Genome-wide association studies, or GWAS, are one of the most common ways to analyze the statistical significance of genetic data. A GWAS statistically tests if a genetic variant occurs more frequently in cases than controls. A FinnGen GWAS looks at millions of variants across the whole genome.

These studies typically compare the effect of variants across the genome on a desired phenotype, and their respective effects and significance thereof. Steps to conduct a GWAS is as diagramatically shown in an excellent paper that we recommend reading by [Uffelmann et al (2021) *Nature Reviews Methods Primers*](https://www.nature.com/articles/s43586-021-00056-9):

![Adapted from Uffelmann et al (2021) Nature Reviews Methods Primers](/files/aOjjD015k5vtdOFlR4pv)

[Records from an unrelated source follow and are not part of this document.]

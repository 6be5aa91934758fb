mod progress;
mod styling;
mod summary;
mod tables;

pub use progress::WatchProgress;
pub use styling::{dim, magenta_bold};
pub use summary::print_status;

/// Prints the `flowmap` banner to stderr.
///
/// Displays the tool name, version, and description at the start of execution.
pub fn print_banner() {
    eprintln!(
        r"
{} {}
  {}
",
        magenta_bold("🗺  flowmap"),
        dim(env!("CARGO_PKG_VERSION")),
        dim("Live build flow status graph")
    );
}
use thiserror::Error;

#[derive(Error, Debug)]
pub enum FlowmapError {
    #[error("Status API error (status {status}): {message}")]
    Api { status: u16, message: String },

    #[error("Invalid configuration: {0}")]
    Config(String),

    #[error("Layout failed: {0}")]
    Layout(String),

    #[error("Render failed: {0}")]
    Render(String),

    #[error("Network error: {0}")]
    Network(#[from] reqwest::Error),

    #[error("JSON serialization error: {0}")]
    Json(#[from] serde_json::Error),

    #[error("IO error: {0}")]
    Io(#[from] std::io::Error),
}

pub type Result<T> = std::result::Result<T, FlowmapError>;
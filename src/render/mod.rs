mod svg;

use crate::error::Result;
use crate::graph::Graph;
use crate::layout::Layout;
use crate::viewport::{Transform, Viewport};

pub use svg::SvgSurface;

/// Drawing target for laid-out graphs.
pub trait Surface {
    /// Current size of the visible area.
    fn viewport(&self) -> Viewport;

    /// Replaces the drawn content with `graph` placed according to `layout`.
    fn render(&mut self, graph: &Graph, layout: &Layout) -> Result<()>;

    /// Sets translate and scale of the content group in one step.
    fn apply_transform(&mut self, transform: Transform) -> Result<()>;
}
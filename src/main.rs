use anyhow::Result;
use clap::Parser;
use flowmap::cli::Cli;
use flowmap::output;
use log::info;

#[tokio::main(flavor = "current_thread")]
async fn main() -> Result<()> {
    env_logger::init();

    output::print_banner();

    let cli = Cli::parse();
    info!("Starting flowmap - live build flow status graph");
    cli.execute().await?;

    Ok(())
}
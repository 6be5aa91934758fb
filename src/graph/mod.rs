mod builder;
mod types;

pub use builder::{build_graph, build_graph_with, render_label, render_text, status_class};
pub use types::{Edge, Graph, GraphOptions, LabelType, Node, RankDir};
use indexmap::IndexMap;
use serde::{Deserialize, Serialize};

/// Direction in which ranks are laid out.
#[derive(Debug, Clone, Copy, Default, PartialEq, Eq, Serialize, Deserialize)]
pub enum RankDir {
    #[default]
    #[serde(rename = "TB", alias = "TD")]
    TopBottom,
    #[serde(rename = "BT")]
    BottomTop,
    #[serde(rename = "LR")]
    LeftRight,
    #[serde(rename = "RL")]
    RightLeft,
}

impl RankDir {
    pub fn as_str(self) -> &'static str {
        match self {
            Self::TopBottom => "TB",
            Self::BottomTop => "BT",
            Self::LeftRight => "LR",
            Self::RightLeft => "RL",
        }
    }
}

/// Graph-wide layout hints. Distances are in pixels.
#[derive(Debug, Clone, PartialEq, Serialize, Deserialize)]
pub struct GraphOptions {
    pub nodesep: f64,
    pub ranksep: f64,
    pub rankdir: RankDir,
    pub marginx: f64,
    pub marginy: f64,
    /// How node labels are drawn
    pub labels: LabelType,
}

impl Default for GraphOptions {
    fn default() -> Self {
        Self {
            nodesep: 50.0,
            ranksep: 20.0,
            rankdir: RankDir::TopBottom,
            marginx: 20.0,
            marginy: 20.0,
            labels: LabelType::Html,
        }
    }
}

/// `Html` draws the rich label markup; `Text` draws the plain-text fallback for
/// viewers without `foreignObject` support.
#[derive(Debug, Clone, Copy, Default, PartialEq, Eq, Serialize, Deserialize)]
#[serde(rename_all = "lowercase")]
pub enum LabelType {
    #[default]
    Html,
    Text,
}

/// A job as the layout engine sees it.
#[derive(Debug, Clone, PartialEq, Serialize, Deserialize)]
#[serde(rename_all = "camelCase")]
pub struct Node {
    pub id: String,
    /// Rich label markup
    pub label: String,
    /// Plain-text fallback of `label`
    pub text: String,
    pub label_type: LabelType,
    /// Corner radii
    pub rx: f64,
    pub ry: f64,
    pub padding: f64,
    /// Space-separated status classifiers
    pub class: String,
}

/// Upstream job -> downstream job.
#[derive(Debug, Clone, PartialEq, Serialize, Deserialize)]
pub struct Edge {
    pub from: String,
    pub to: String,
    /// Width hint reserved along the edge
    pub width: f64,
}

/// Layout-ready graph derived from one snapshot.
///
/// Nodes and edges are kept in registration order. Re-registering a key replaces the
/// value in place.
#[derive(Debug, Clone, Default, PartialEq, Serialize)]
pub struct Graph {
    pub options: GraphOptions,
    #[serde(serialize_with = "values_only")]
    nodes: IndexMap<String, Node>,
    #[serde(serialize_with = "values_only")]
    edges: IndexMap<(String, String), Edge>,
}

fn values_only<K, V, S>(map: &IndexMap<K, V>, serializer: S) -> Result<S::Ok, S::Error>
where
    V: Serialize,
    S: serde::Serializer,
{
    serializer.collect_seq(map.values())
}

impl Graph {
    pub fn new(options: GraphOptions) -> Self {
        Self {
            options,
            nodes: IndexMap::new(),
            edges: IndexMap::new(),
        }
    }

    pub fn set_node(&mut self, node: Node) {
        self.nodes.insert(node.id.clone(), node);
    }

    pub fn set_edge(&mut self, edge: Edge) {
        self.edges
            .insert((edge.from.clone(), edge.to.clone()), edge);
    }

    pub fn node(&self, id: &str) -> Option<&Node> {
        self.nodes.get(id)
    }

    pub fn nodes(&self) -> impl Iterator<Item = &Node> {
        self.nodes.values()
    }

    pub fn edges(&self) -> impl Iterator<Item = &Edge> {
        self.edges.values()
    }

    pub fn node_count(&self) -> usize {
        self.nodes.len()
    }

    pub fn edge_count(&self) -> usize {
        self.edges.len()
    }
}
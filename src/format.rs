use std::fmt::Display;

/// Fills positional `{0}`, `{1}`, ... placeholders in `template`.
///
/// Only the first occurrence of each placeholder is replaced. Placeholders without a
/// matching argument are left untouched.
pub fn format_template(template: &str, args: &[&dyn Display]) -> String {
    args.iter()
        .enumerate()
        .fold(template.to_owned(), |content, (i, arg)| {
            content.replacen(&format!("{{{i}}}"), &arg.to_string(), 1)
        })
}

/// Escapes text for use in HTML/SVG content and quoted attributes.
pub fn escape_html(raw: &str) -> String {
    let mut escaped = String::with_capacity(raw.len());
    for c in raw.chars() {
        match c {
            '&' => escaped.push_str("&amp;"),
            '<' => escaped.push_str("&lt;"),
            '>' => escaped.push_str("&gt;"),
            '"' => escaped.push_str("&quot;"),
            '\'' => escaped.push_str("&#39;"),
            _ => escaped.push(c),
        }
    }
    escaped
}
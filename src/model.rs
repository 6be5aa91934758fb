use std::fmt;

use indexmap::IndexMap;
use serde::{Deserialize, Deserializer, Serialize};
use serde_json::{Map, Value};

/// Most recent execution of a job.
#[derive(Debug, Clone, PartialEq, Serialize, Deserialize)]
pub struct Build {
    /// Browsable URL of the build
    pub full_url: String,
    /// Build number as reported by the CI server
    pub number: BuildNumber,
}

/// Build numbers arrive as integers from Jenkins but some servers send strings.
#[derive(Debug, Clone, PartialEq, Eq, Serialize, Deserialize)]
#[serde(untagged)]
pub enum BuildNumber {
    Int(i64),
    Text(String),
}

impl fmt::Display for BuildNumber {
    fn fmt(&self, f: &mut fmt::Formatter<'_>) -> fmt::Result {
        match self {
            Self::Int(n) => write!(f, "{n}"),
            Self::Text(s) => f.write_str(s),
        }
    }
}

/// One stage of a build flow.
///
/// Unknown fields sent by the status provider are kept in `extra` so that two
/// snapshots only compare equal when every field matches.
#[derive(Debug, Clone, PartialEq, Serialize, Deserialize)]
pub struct Job {
    /// Graph node key; filled from the snapshot key when the record omits it
    #[serde(default, skip_serializing_if = "String::is_empty")]
    pub id: String,
    /// Display name
    #[serde(default)]
    pub name: String,
    /// Status classifier (e.g. "running", "success"); empty means stopped
    #[serde(default, deserialize_with = "lenient_status")]
    pub status: Option<String>,
    /// Most recent build, if the job ever ran
    #[serde(default)]
    pub build: Option<Build>,
    /// Seconds spent in the most recent build
    #[serde(default, deserialize_with = "lenient_duration")]
    pub duration: Option<f64>,
    /// Direct upstream job ids
    #[serde(default, deserialize_with = "null_as_empty")]
    pub previous: Vec<String>,
    #[serde(flatten)]
    pub extra: Map<String, Value>,
}

impl Job {
    /// Status with empty strings treated as absent.
    pub fn status(&self) -> Option<&str> {
        self.status.as_deref().filter(|s| !s.is_empty())
    }

    /// Duration with zero treated as absent.
    pub fn duration(&self) -> Option<f64> {
        self.duration.filter(|d| *d != 0.0)
    }
}

/// Accepts any JSON value. `null`, `false` and `0` mean no status; other scalars are
/// kept as their text.
fn lenient_status<'de, D>(deserializer: D) -> std::result::Result<Option<String>, D::Error>
where
    D: Deserializer<'de>,
{
    Ok(match Option::<Value>::deserialize(deserializer)? {
        None | Some(Value::Null) | Some(Value::Bool(false)) => None,
        Some(Value::String(s)) => Some(s),
        Some(Value::Number(n)) if n.as_f64() == Some(0.0) => None,
        Some(other) => Some(other.to_string()),
    })
}

/// Accepts numbers and numeric strings; anything else counts as no duration.
fn lenient_duration<'de, D>(deserializer: D) -> std::result::Result<Option<f64>, D::Error>
where
    D: Deserializer<'de>,
{
    Ok(match Option::<Value>::deserialize(deserializer)? {
        Some(Value::Number(n)) => n.as_f64(),
        Some(Value::String(s)) => s.trim().parse().ok(),
        _ => None,
    })
}

fn null_as_empty<'de, D>(deserializer: D) -> std::result::Result<Vec<String>, D::Error>
where
    D: Deserializer<'de>,
{
    Option::<Vec<String>>::deserialize(deserializer).map(Option::unwrap_or_default)
}

/// Whole flow state returned by one poll, keyed by job id.
///
/// Keeps document order for iteration; equality ignores it.
#[derive(Debug, Clone, Default, PartialEq, Serialize, Deserialize)]
#[serde(
    from = "IndexMap<String, Job>",
    into = "IndexMap<String, Job>"
)]
pub struct Snapshot {
    jobs: IndexMap<String, Job>,
}

impl Snapshot {
    pub fn len(&self) -> usize {
        self.jobs.len()
    }

    pub fn is_empty(&self) -> bool {
        self.jobs.is_empty()
    }

    pub fn get(&self, id: &str) -> Option<&Job> {
        self.jobs.get(id)
    }

    /// Jobs in the order the provider listed them.
    pub fn iter(&self) -> impl Iterator<Item = (&str, &Job)> {
        self.jobs.iter().map(|(id, job)| (id.as_str(), job))
    }
}

impl From<IndexMap<String, Job>> for Snapshot {
    fn from(mut jobs: IndexMap<String, Job>) -> Self {
        for (id, job) in &mut jobs {
            if job.id.is_empty() {
                job.id.clone_from(id);
            }
        }
        Self { jobs }
    }
}

impl From<Snapshot> for IndexMap<String, Job> {
    fn from(snapshot: Snapshot) -> Self {
        snapshot.jobs
    }
}

impl FromIterator<Job> for Snapshot {
    fn from_iter<I: IntoIterator<Item = Job>>(iter: I) -> Self {
        Self {
            jobs: iter.into_iter().map(|job| (job.id.clone(), job)).collect(),
        }
    }
}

One of the simplest models to model GWAS data is with a linear model

y = µ+xβ + ε, where:

● *y* is the phenotype

● *x* is the genotype, coded as either 0, 1, or 2:

* 0 meaning the individual has no copies of the variant gene or homozygous reference,
* 1 meaning they are heterozygous, and
* 2 meaning they are homozygous variant

● µ is the mean value of individuals without the variant

● β is the effect each copy of the variant has on the mean phenotype

● ε is a normally distributed error term (a good estimate for most biological data).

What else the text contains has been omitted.